The euro slipped off seven-week highs against the dollar on Wednesday on concerns about the global economic recovery and as investors scrutinized details of plans to test the financial health of European banks.
A European committee of bank supervisors will outline on Wednesday the methodology for stress tests of about 100 banks but German banking sources said the test would exclude a haircut on German sovereign bonds.
The euro eased 0.3 percent to $1.2581 at 1048 GMT, after reaching $1.2663 on trading platform EBS on Tuesday, its highest level in about seven weeks.
It was little changed after worse-than-expected data showed factory orders in Germany, the euro zone's largest economy, fell for the first time this year in May.
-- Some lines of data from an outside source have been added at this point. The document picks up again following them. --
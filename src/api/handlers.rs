//! API Handlers
//!
//! HTTP request handlers for the proxy endpoints.

use std::sync::Arc;

use axum::{
    extract::{Path, State},
    http::StatusCode,
    response::{IntoResponse, Response},
    Json,
};
use tracing::warn;

use crate::cache::BoundedCache;
use crate::config::Config;
use crate::error::{ProxyError, Result};
use crate::gate::AdmissionGate;
use crate::models::{HealthResponse, StatsResponse, ValueResponse};
use crate::store::RemoteStore;

/// Application state shared across all handlers.
///
/// Built once at startup; every request sees the same cache and gate.
#[derive(Clone)]
pub struct AppState {
    /// Read-through cache (internally synchronized)
    pub cache: Arc<BoundedCache>,
    /// Concurrency limiter for key lookups
    pub gate: AdmissionGate,
}

impl AppState {
    /// Creates a new AppState from an existing cache and gate.
    pub fn new(cache: BoundedCache, gate: AdmissionGate) -> Self {
        Self {
            cache: Arc::new(cache),
            gate,
        }
    }

    /// Creates a new AppState from configuration, reading through to `store`.
    pub fn from_config(config: &Config, store: Arc<dyn RemoteStore>) -> Self {
        let cache = BoundedCache::new(store, config.cache_capacity, config.cache_ttl());
        Self::new(cache, AdmissionGate::new(config.max_clients))
    }
}

/// Handler for GET /:key
///
/// Looks the key up through the admission gate and the read-through cache.
/// - 200 `{"value": ...}` when a value is found
/// - 204 when neither cache nor store has the key
/// - 429 when the concurrency limit is reached
/// - 500 when the backing store fails
pub async fn get_handler(
    State(state): State<AppState>,
    Path(key): Path<String>,
) -> Result<Response> {
    // Held until the handler returns, on every path
    let Some(_permit) = state.gate.try_acquire() else {
        return Err(ProxyError::Rejected);
    };

    let value = state.cache.get(&key).await.inspect_err(|e| {
        warn!(key = %key, error = %e, "lookup failed");
    })?;

    match value {
        Some(value) => Ok(Json(ValueResponse::from_bytes(&value)).into_response()),
        None => Ok(StatusCode::NO_CONTENT.into_response()),
    }
}

/// Handler for GET /_proxy/stats
///
/// Returns cache and admission statistics. Not subject to admission control.
pub async fn stats_handler(State(state): State<AppState>) -> Json<StatsResponse> {
    let cache_stats = state.cache.stats().await;

    Json(StatsResponse::new(
        cache_stats,
        state.cache.capacity(),
        state.cache.ttl().as_secs(),
        state.gate.stats(),
    ))
}

/// Handler for GET /_proxy/health
///
/// Returns health status of the proxy.
pub async fn health_handler() -> Json<HealthResponse> {
    Json(HealthResponse::healthy())
}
There's still an awful lot of uncertainty in Europe and the stress tests are the next big event... If growth concerns return then Europe will be worse hit than the U.S., said Derek Halpenny, European head of global currency research at BTM-UFJ.
We're not predicting a double-dip recession but uncertainty over growth will persist in the next six months and if that happens defensive currencies like the dollar will still do well.
Traders said the euro may be hemmed in as options with strike prices at $1.2500 and $1.2600 expire later in the day.
Analysts said the euro had gained support after a solid Spanish syndicated debt sale on Tuesday eased euro zone debt fears and weak U.S. data hit the dollar.
The euro ended U.S. trading above the resistance line at the bottom of the daily Ichimoku cloud, a technical signal that its downtrend may be over. The single currency slid beneath the Ichimoku cloud, a Japanese chart closely followed across markets, in mid-December and has mostly traded below it since.
Analysts said the single currency could rise further in the short term as a raft of weak U.S. data prompts investors to unwind long dollar positions and short euro positions built up since the start of the year, but market players were still refraining from taking long positions in the euro.
Yesterday was a short-term correction to a long-term downtrend. Euro/dollar could still go up but I would be surprised if it went much higher, said Michael Hewson, currency strategist at CMC Markets. Markets are looking at the credibility of stress tests today. German factory data is down. These things undermine the euro.
The dollar fell 0.3 percent to 87.28 yen, not far from a seven-month low of 86.96 yen hit on EBS last week.
Against other currencies, the greenback pared losses made on Tuesday after a lackluster report on the U.S. service sector added to other recent data suggesting recovery in the world's largest economy was slowing and shares gave up Tuesday's gains as demand for riskier assets faded.
The dollar index .DXY edged up 0.13 percent to 84.195, staying near a two-month low of 83.825 hit this week.
The Australian dollar, which has a strong correlation with Asian shares, fell 0.6 percent to $0.8474.
Traders said the world's other major central banks may also need to ease policies further in the event of a U.S. double-dip and that the implications for currencies were far from clear.
Kit Juckes, currency strategist at Societe Generale, said the euro would fall when short-term euro zone interest rates came down or the remorseless grind lower in U.S. yields ended.
I don't like the euro or the dollar either, he said. I'm nervous of this apparently cozy consensus that we won't have a double dip.